//! Five-element (오행) classification and tally.
//!
//! Every stem and branch belongs to exactly one element. A chart's tally
//! counts the eight symbols of its four pillars.

use std::fmt::{Display, Formatter};

use serde::ser::SerializeMap;
use serde::{Deserialize, Deserializer, Serialize, Serializer};

use crate::ganji::{Branch, Pillar, Stem};

/// The five elements.
#[derive(Debug, Clone, Copy, PartialEq, Eq, PartialOrd, Ord, Hash)]
pub enum Element {
    Wood,
    Fire,
    Earth,
    Metal,
    Water,
}

/// All elements in tie-break priority order (Wood first).
pub const ALL_ELEMENTS: [Element; 5] = [
    Element::Wood,
    Element::Fire,
    Element::Earth,
    Element::Metal,
    Element::Water,
];

impl Element {
    /// Korean name (목, 화, 토, 금, 수).
    pub const fn name(self) -> &'static str {
        match self {
            Self::Wood => "목",
            Self::Fire => "화",
            Self::Earth => "토",
            Self::Metal => "금",
            Self::Water => "수",
        }
    }

    pub const fn english_name(self) -> &'static str {
        match self {
            Self::Wood => "Wood",
            Self::Fire => "Fire",
            Self::Earth => "Earth",
            Self::Metal => "Metal",
            Self::Water => "Water",
        }
    }

    /// 0-based index, also the tie-break rank (lower wins).
    pub const fn index(self) -> u8 {
        self as u8
    }

    /// Look up by Korean or English name.
    pub fn from_name(name: &str) -> Option<Self> {
        let name = name.trim();
        ALL_ELEMENTS
            .into_iter()
            .find(|e| e.name() == name || e.english_name().eq_ignore_ascii_case(name))
    }
}

impl Display for Element {
    fn fmt(&self, f: &mut Formatter<'_>) -> std::fmt::Result {
        f.write_str(self.name())
    }
}

impl Serialize for Element {
    fn serialize<S: Serializer>(&self, s: S) -> Result<S::Ok, S::Error> {
        s.serialize_str(self.name())
    }
}

impl<'de> Deserialize<'de> for Element {
    fn deserialize<D: Deserializer<'de>>(d: D) -> Result<Self, D::Error> {
        let name = String::deserialize(d)?;
        Self::from_name(&name)
            .ok_or_else(|| serde::de::Error::custom(format!("unknown element {name:?}")))
    }
}

impl Stem {
    /// Stems pair off by element: 갑을 Wood, 병정 Fire, 무기 Earth,
    /// 경신 Metal, 임계 Water.
    pub const fn element(self) -> Element {
        ALL_ELEMENTS[(self.index() / 2) as usize]
    }
}

impl Branch {
    pub const fn element(self) -> Element {
        match self {
            Self::In | Self::Myo => Element::Wood,
            Self::Sa | Self::O => Element::Fire,
            Self::Chuk | Self::Jin | Self::Mi | Self::Sul => Element::Earth,
            Self::Sin | Self::Yu => Element::Metal,
            Self::Hae | Self::Ja => Element::Water,
        }
    }
}

/// Per-element symbol counts.
#[derive(Debug, Clone, Copy, PartialEq, Eq, Hash, Default)]
pub struct ElementCount {
    counts: [u8; 5],
}

impl ElementCount {
    pub const fn get(&self, element: Element) -> u8 {
        self.counts[element.index() as usize]
    }

    /// Saturates at `u8::MAX`.
    pub fn add(&mut self, element: Element) {
        let slot = &mut self.counts[element.index() as usize];
        *slot = slot.saturating_add(1);
    }

    /// Count both symbols of a pillar.
    pub fn add_pillar(&mut self, pillar: Pillar) {
        self.add(pillar.stem.element());
        self.add(pillar.branch.element());
    }

    pub fn total(&self) -> u32 {
        self.counts.iter().map(|&c| u32::from(c)).sum()
    }

    /// The element with the highest count. Ties go to the element that
    /// comes first in Wood > Fire > Earth > Metal > Water order.
    pub fn dominant(&self) -> Element {
        let mut best = Element::Wood;
        for e in ALL_ELEMENTS {
            if self.get(e) > self.get(best) {
                best = e;
            }
        }
        best
    }

    /// `(element, count)` pairs in priority order.
    pub fn iter(&self) -> impl Iterator<Item = (Element, u8)> + '_ {
        ALL_ELEMENTS.into_iter().map(|e| (e, self.get(e)))
    }
}

impl Serialize for ElementCount {
    /// Serialises as `{"counts": {"목": n, ...}, "dominant": "목"}`.
    fn serialize<S: Serializer>(&self, s: S) -> Result<S::Ok, S::Error> {
        struct Counts<'a>(&'a ElementCount);

        impl Serialize for Counts<'_> {
            fn serialize<S: Serializer>(&self, s: S) -> Result<S::Ok, S::Error> {
                let mut map = s.serialize_map(Some(ALL_ELEMENTS.len()))?;
                for (e, n) in self.0.iter() {
                    map.serialize_entry(e.name(), &n)?;
                }
                map.end()
            }
        }

        let mut map = s.serialize_map(Some(2))?;
        map.serialize_entry("counts", &Counts(self))?;
        map.serialize_entry("dominant", &self.dominant())?;
        map.end()
    }
}

/// Tally the eight symbols of four pillars.
pub fn tally(pillars: &[Pillar; 4]) -> ElementCount {
    let mut count = ElementCount::default();
    for p in pillars {
        count.add_pillar(*p);
    }
    count
}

• • • • •

◆ **Task to complete**: The answer should be a single number: the count of lines in the records that hold the string "index".

◆ **Solution for this problem**: 5